Sono state individuate vulnerabilità (CVE-2021-40823, CVE-2021-40824) nella maggior parte delle applicazioni client per la piattaforma di comunicazione decentralizzata Matrix, che consentono di ottenere informazioni sulle chiavi utilizzate per la trasmissione di messaggi in chat con crittografia end-to-end (E2EE). Un attaccante, compromettendo uno degli utenti della chat, può decrittare i messaggi inviati in precedenza a quel utente da applicazioni client vulnerabili.
Per un'efficace sfruttamento è necessario avere accesso all'account del destinatario dei messaggi. L'accesso può essere ottenuto sia attraverso la fuga di parametri dell'account, sia attraverso l'hacking del server Matrix al quale si connette l'utente. Le vulnerabilità rappresentano il maggior rischio per gli utenti di chat crittografate collegate a server Matrix controllati da malintenzionati. Gli amministratori di tali server possono tentare di fingersi utenti del server per intercettare i messaggi inviati in chat da applicazioni client vulnerabili.
Le vulnerabilità sono causate da errori logici nelle implementazioni del meccanismo di reintegro delle chiavi, proposte in matrix-js-sdk < 12.4.1 (CVE-2021-40823), matrix-android-sdk2 < 1.2.2 (CVE-2021-40824), matrix-rust-sdk < 0.4.0, FamedlySDK < 0.5.0 e Nheko ≤ 0.8.2. Le implementazioni basate sulle librerie matrix-ios-sdk, matrix-nio e libolm non sono vulnerabili.
Di conseguenza, le vulnerabilità si manifestano in tutte le applicazioni che hanno mutuato il codice problematico e non riguardano direttamente i protocolli Matrix e Olm/Megolm. In particolare, il problema riguarda il client principale Matrix Element (precedentemente Riot) per Web, sistemi desktop e Android, nonché applicazioni client di terze parti e librerie, comprese FluffyChat, Nheko, Cinny e SchildiChat.
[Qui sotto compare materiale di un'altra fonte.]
impl<T: Transport> PlanhatClient<T> {
  /// Build a client over a caller-supplied transport.
  pub fn with_transport(transport: T, config: Config) -> Self {
    Self {
      transport,
      config,
      cache: HashMap::new(),
      use_caching: true,
    }
  }

  /// Borrow the underlying transport.
  pub fn transport(&self) -> &T {
    &self.transport
  }

  /// Whether retrieved collections are cached.
  pub fn use_caching(&self) -> bool {
    self.use_caching
  }

  /// Toggle caching. Turning caching off clears the cache immediately.
  pub fn set_use_caching(&mut self, use_caching: bool) {
    self.use_caching = use_caching;
    if !use_caching {
      self.cache.clear();
    }
  }

  // ==========================================================================
  // Fetch engine
  // ==========================================================================

  /// Fetch the complete set of records for a kind straight from the API,
  /// paging and batching as the server limits require. Does not consult or
  /// populate the cache.
  fn fetch_objects(
    &self,
    kind: ObjectKind,
    company_ids: Option<&[&str]>,
    properties: Option<&[&str]>,
  ) -> Result<ObjectList> {
    if let Some(ids) = company_ids {
      let filter_len: usize = ids.iter().map(|id| id.len()).sum();
      if filter_len > COMPANY_ID_FILTER_MAX_CHARS {
        let batches = batch_company_ids(ids);
        debug!(
          kind = kind.name(),
          filter_len,
          batches = batches.len(),
          "company-id filter over limit, splitting"
        );
        let mut full = ObjectList::for_kind(kind);
        for batch in &batches {
          full.extend(self.fetch_objects(kind, Some(batch), properties)?)?;
        }
        return Ok(full);
      }
    }

    let limit = kind.page_limit();
    let mut params: Params = vec![("limit".to_string(), limit.to_string())];
    if let Some(ids) = company_ids {
      params.push(("companyId".to_string(), ids.join(",")));
    }
    if let Some(props) = properties {
      params.push(("select".to_string(), props.join(",")));
    }

    let mut full = ObjectList::for_kind(kind);
    let mut offset = 0usize;
    loop {
      debug!(kind = kind.name(), offset, "requesting page");
      let mut page_params = params.clone();
      page_params.push(("offset".to_string(), offset.to_string()));
      let response =
        self
          .transport
          .request(Method::GET, Host::Api, &kind.type_urlpath(), &page_params, None)?;
      let page = Object::from_response_as(kind, &response)?.into_list();
      let count = page.len();
      full.extend(page)?;
      if count < limit {
        break;
      }
      offset += limit;
    }
    debug!(kind = kind.name(), found = full.len(), "fetch complete");
    Ok(full)
  }

  /// Fetch from the API and fold full-object results into a populated
  /// cache entry. Property-selected fetches never touch the cache.
  fn fetch_and_cache(
    &mut self,
    kind: ObjectKind,
    company_ids: Option<&[&str]>,
    properties: Option<&[&str]>,
  ) -> Result<ObjectList> {
    let found = self.fetch_objects(kind, company_ids, properties)?;
    if self.use_caching && properties.is_none() {
      self.merge_into_cache(kind, found.iter())?;
    }
    Ok(found)
  }

  /// Merge objects into the cache entry for `kind`, if one is populated:
  /// matched by native id, updated in place on hit, appended on miss.
  fn merge_into_cache<'a>(
    &mut self,
    kind: ObjectKind,
    objects: impl IntoIterator<Item = &'a Object>,
  ) -> Result<()> {
    if let Some(cached) = self.cache.get_mut(&kind) {
      for obj in objects {
        cached.merge_object(obj)?;
      }
    }
    Ok(())
  }

  /// The cached collection for `kind`, populating it with a full fetch on
  /// first access.
  fn cached_objects(&mut self, kind: ObjectKind) -> Result<&ObjectList> {
    if !self.cache.contains_key(&kind) {
      let list = self.fetch_objects(kind, None, None)?;
      self.cache.insert(kind, list);
    }
    self
      .cache
      .get(&kind)
      .ok_or_else(|| PlanhatError::NotFound(format!("no cached {kind} collection")))
  }

  // ==========================================================================
  // Retrieval
  // ==========================================================================

  /// Get all objects of `kind`, optionally restricted to the given
  /// companies and/or to a subset of properties.
  ///
  /// With caching enabled and no property selection, results come from the
  /// per-kind cache, which is populated on first access; company-id filters
  /// are partitioned into cache hits and misses and only the misses hit the
  /// network. A property selection (or caching disabled) always goes to the
  /// network. Pass `"ALL"` as a property to request every field.
  ///
  /// Zero matching records is a NotFound error; use
  /// [`get_objects_or_empty`](Self::get_objects_or_empty) when an empty
  /// collection is an acceptable outcome.
  pub fn get_objects(
    &mut self,
    kind: ObjectKind,
    company_ids: Option<&[&str]>,
    properties: Option<&[&str]>,
  ) -> Result<ObjectList> {
    let objects = self.get_objects_or_empty(kind, company_ids, properties)?;
    if objects.is_empty() {
      return Err(PlanhatError::NotFound(format!(
        "no {} found",
        kind.descriptor().plural
      )));
    }
    Ok(objects)
  }

  /// [`get_objects`](Self::get_objects) without the NotFound-on-empty
  /// policy: zero records yields an empty collection.
  pub fn get_objects_or_empty(
    &mut self,
    kind: ObjectKind,
    company_ids: Option<&[&str]>,
    properties: Option<&[&str]>,
  ) -> Result<ObjectList> {
    if !self.use_caching || properties.is_some() {
      return self.fetch_and_cache(kind, company_ids, properties);
    }

    let Some(ids) = company_ids else {
      return Ok(self.cached_objects(kind)?.clone());
    };

    // Partition the filter into cache hits and misses. Companies match on
    // their own id, owned kinds on their company id.
    let (hits, misses) = {
      let cached = self.cached_objects(kind)?;
      let mut hits: Vec<Object> = Vec::new();
      let mut covered: HashSet<&str> = HashSet::new();
      for obj in cached.iter() {
        let key = if kind == ObjectKind::Company {
          obj.id()
        } else {
          obj.company_id()
        };
        if !key.is_empty() && ids.contains(&key) {
          covered.insert(key);
          hits.push(obj.clone());
        }
      }
      let misses: Vec<String> = ids
        .iter()
        .filter(|id| !covered.contains(**id))
        .map(|id| id.to_string())
        .collect();
      (hits, misses)
    };

    let mut result = ObjectList::for_kind(kind);
    result.extend(hits)?;
    if !misses.is_empty() {
      debug!(kind = kind.name(), misses = misses.len(), "fetching cache misses");
      let miss_refs: Vec<&str> = misses.iter().map(String::as_str).collect();
      result.extend(self.fetch_and_cache(kind, Some(&miss_refs), None)?)?;
    }
    Ok(result)
  }

  /// Get a single object by id, trying the cache's index first (by the
  /// given id scheme) and falling back to a direct fetch on miss.
  pub fn get_object_by_id(&mut self, kind: ObjectKind, id: &str, id_kind: IdKind) -> Result<Object> {
    if self.use_caching {
      if let Ok(obj) = self.cached_objects(kind)?.find_by_id_kind(id, id_kind) {
        return Ok(obj.clone());
      }
    }
    let path = format!("/{}/{}{}", kind.api_name(), id_kind.prefix(), id);
    let response = self
      .transport
      .request(Method::GET, Host::Api, &path, &Params::new(), None)?;
    Object::from_response_as(kind, &response)?.into_object()
  }

  /// List every company through the lean companies endpoint, which returns
  /// only names and ids and is not subject to the 5000-object page limit.
  /// Bypasses the cache.
  pub fn list_all_companies(&self) -> Result<ObjectList> {
    let response =
      self
        .transport
        .request(Method::GET, Host::Api, "/leancompanies", &Params::new(), None)?;
    let companies = Object::from_response_as(ObjectKind::Company, &response)?.into_list();
    if companies.is_empty() {
      return Err(PlanhatError::NotFound("No companies found.".to_string()));
    }
    Ok(companies)
  }

  /// Of the given objects, return those that do not exist in Planhat,
  /// judged by identifier-based same-object equality against the full
  /// collection of their kind.
  pub fn find_missing_objects(&mut self, objects: &ObjectList) -> Result<ObjectList> {
    let Some(kind) = objects.kind() else {
      return Ok(ObjectList::new());
    };
    let fetched;
    let known: &ObjectList = if self.use_caching {
      self.cached_objects(kind)?
    } else {
      fetched = self.fetch_objects(kind, None, None)?;
      &fetched
    };
    let mut missing = ObjectList::for_kind(kind);
    for obj in objects.iter() {
      if !known.is_obj_in_list(obj)? {
        missing.push(obj.clone())?;
      }
    }
    Ok(missing)
  }

  // ==========================================================================
  // Writes
  // ==========================================================================

  /// Create an object. The payload must not carry a Planhat id.
  pub fn create_object(&mut self, payload: &Object) -> Result<Object> {
    let response = self.transport.request(
      Method::POST,
      Host::Api,
      &payload.type_urlpath(),
      &Params::new(),
      Some(payload.encode()?),
    )?;
    let created = Object::from_response_as(payload.kind(), &response)?.into_object()?;
    self.merge_into_cache(payload.kind(), std::iter::once(&created))?;
    Ok(created)
  }

  /// Update an object, addressed by the first of its native, source or
  /// external id that is set.
  pub fn update_object(&mut self, payload: &Object) -> Result<Object> {
    let response = self.transport.request(
      Method::PUT,
      Host::Api,
      &payload.get_urlpath(IdKind::Native)?,
      &Params::new(),
      Some(payload.encode()?),
    )?;
    let updated = Object::from_response_as(payload.kind(), &response)?.into_object()?;
    self.merge_into_cache(payload.kind(), std::iter::once(&updated))?;
    Ok(updated)
  }

  /// Bulk upsert a collection. Planhat matches each record by native,
  /// source or external id to decide between create and update.
  ///
  /// Payloads over 5000 records are split into consecutive chunks of at
  /// most 5000, one request per chunk in order; any chunk failing fails
  /// the whole call.
  pub fn update_objects(&mut self, payload: &ObjectList) -> Result<BulkUpsertResponse> {
    let urlpath = payload.get_urlpath()?;
    let Some(kind) = payload.kind() else {
      // get_urlpath already rejects untyped lists
      return Err(PlanhatError::Config(
        "unable to determine a URL path for an untyped list".to_string(),
      ));
    };

    let result = if payload.len() > BULK_CHUNK_SIZE {
      let mut responses = Vec::new();
      let mut start = 0;
      while start < payload.len() {
        let end = (start + BULK_CHUNK_SIZE).min(payload.len());
        debug!(kind = kind.name(), start, end, "upserting chunk");
        let chunk = payload.slice(start..end);
        let response = self.transport.request(
          Method::PUT,
          Host::Api,
          &urlpath,
          &Params::new(),
          Some(chunk.encode()?),
        )?;
        responses.push(response.body);
        start = end;
      }
      BulkUpsertResponse::Batched(responses)
    } else {
      let response = self.transport.request(
        Method::PUT,
        Host::Api,
        &urlpath,
        &Params::new(),
        Some(payload.encode()?),
      )?;
      BulkUpsertResponse::Single(response.body)
    };

    // The server only returns an upsert summary, so the affected payload
    // objects are what gets merged.
    self.merge_into_cache(kind, payload.iter())?;
    Ok(result)
  }

  /// Delete an object, addressed like [`update_object`](Self::update_object).
  /// Returns the server's response body.
  pub fn delete_object(&mut self, payload: &Object) -> Result<Value> {
    let response = self.transport.request(
      Method::DELETE,
      Host::Api,
      &payload.get_urlpath(IdKind::Native)?,
      &Params::new(),
      None,
    )?;
    if let Some(cached) = self.cache.get_mut(&payload.kind()) {
      cached.remove_by_id(payload.id());
    }
    Ok(response.body)
  }

  // ==========================================================================
  // Time-series metrics
  // ==========================================================================

  /// Fetch dimension data, paging until exhausted or until
  /// `query.max_records` is reached. The final page's limit shrinks so the
  /// cap is never exceeded. May return an empty collection.
  pub fn get_dimension_data(&self, query: &DimensionDataQuery) -> Result<ObjectList> {
    let mut params: Params = Vec::new();
    if let Some(company_id) = &query.company_id {
      params.push(("cId".to_string(), company_id.clone()));
    }
    if let Some(dimension_id) = &query.dimension_id {
      params.push(("dimid".to_string(), dimension_id.clone()));
    }
    if let Some(from_day) = query.from_day {
      params.push(("from".to_string(), from_day.0.to_string()));
    }
    if let Some(to_day) = query.to_day {
      params.push(("to".to_string(), to_day.0.to_string()));
    }

    let page_limit = ObjectKind::Metric.page_limit();
    let mut data = ObjectList::for_kind(ObjectKind::Metric);
    let mut offset = 0usize;
    loop {
      let limit = match query.max_records {
        Some(cap) => {
          let remaining = cap.saturating_sub(data.len());
          if remaining == 0 {
            break;
          }
          page_limit.min(remaining)
        }
        None => page_limit,
      };
      let mut page_params = params.clone();
      page_params.push(("limit".to_string(), limit.to_string()));
      page_params.push(("offset".to_string(), offset.to_string()));
      let response =
        self
          .transport
          .request(Method::GET, Host::Api, "/dimensiondata", &page_params, None)?;
      let page = Object::from_response_as(ObjectKind::Metric, &response)?.into_list();
      let count = page.len();
      data.extend(page)?;
      if count < limit {
        break;
      }
      offset += limit;
    }
    debug!(found = data.len(), "dimension data fetch complete");
    Ok(data)
  }

  // ==========================================================================
  // Analytics ingestion
  // ==========================================================================

  /// Post one activity to the analytics host. Requires a tenant UUID in the
  /// configuration; fails with a configuration error before any network
  /// call otherwise.
  pub fn create_activity(&self, activity: &Value) -> Result<Value> {
    let tenant_uuid = self.config.require_tenant_uuid()?;
    let path = format!("/analytics/{tenant_uuid}");
    let body =
      serde_json::to_vec(activity).map_err(|e| PlanhatError::InvalidPayload(e.to_string()))?;
    let response =
      self
        .transport
        .request(Method::POST, Host::Analytics, &path, &Params::new(), Some(body))?;
    Ok(response.body)
  }

  /// Post a batch of activities to the analytics host.
  pub fn create_bulk_activities(&self, activities: &[Value]) -> Result<Value> {
    let tenant_uuid = self.config.require_tenant_uuid()?;
    let path = format!("/analytics/bulk/{tenant_uuid}");
    let body =
      serde_json::to_vec(activities).map_err(|e| PlanhatError::InvalidPayload(e.to_string()))?;
    let response =
      self
        .transport
        .request(Method::POST, Host::Analytics, &path, &Params::new(), Some(body))?;
    Ok(response.body)
  }
}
Il problema non si manifesta nel client ufficiale per piattaforma iOS, né nelle applicazioni Chatty, Hydrogen, mautrix, purple-matrix e Syphon.
Le vulnerabilità sono state individuate durante un audit di sicurezza del cliente Element. Le correzioni sono già state rilasciate per tutti i clienti interessati. Si raccomanda agli utenti di installare urgentemente gli aggiornamenti e, prima di farlo, di mettere i clienti in modalità offline. Non ci sono prove di sfruttamento delle vulnerabilità prima della pubblicazione delle correzioni. In base ai log standard del cliente e server determinare l'esistenza di un attacco è impossibile, ma poiché per un attacco è necessaria la compromissione dell'account, gli amministratori possono analizzare la presenza di accessi sospetti nei log di autenticazione sui propri server, mentre gli utenti possono controllare l'elenco dei dispositivi associati al proprio account per eventuali recenti riconnessioni e cambi di stato di fiducia.
Il meccanismo di condivisione delle chiavi, in cui sono state trovate vulnerabilità, consente a un cliente, che non ha le chiavi per decrittografare il messaggio, di richiedere le chiavi al dispositivo mittente o ad altri suoi dispositivi. Ad esempio, tale funzionalità è necessaria per garantire la decrittografia dei vecchi messaggi su un nuovo dispositivo dell'utente o in caso di perdita delle chiavi precedentemente in possesso dell'utente. La specifica del protocollo prevede di non rispondere di default alle richieste di chiavi e di inviarle automaticamente solo a dispositivi verificati dello stesso utente. Sfortunatamente, nelle implementazioni pratiche, questo requisito non è stato soddisfatto e le richieste di invio delle chiavi sono state gestite senza un'adeguata identificazione del dispositivo.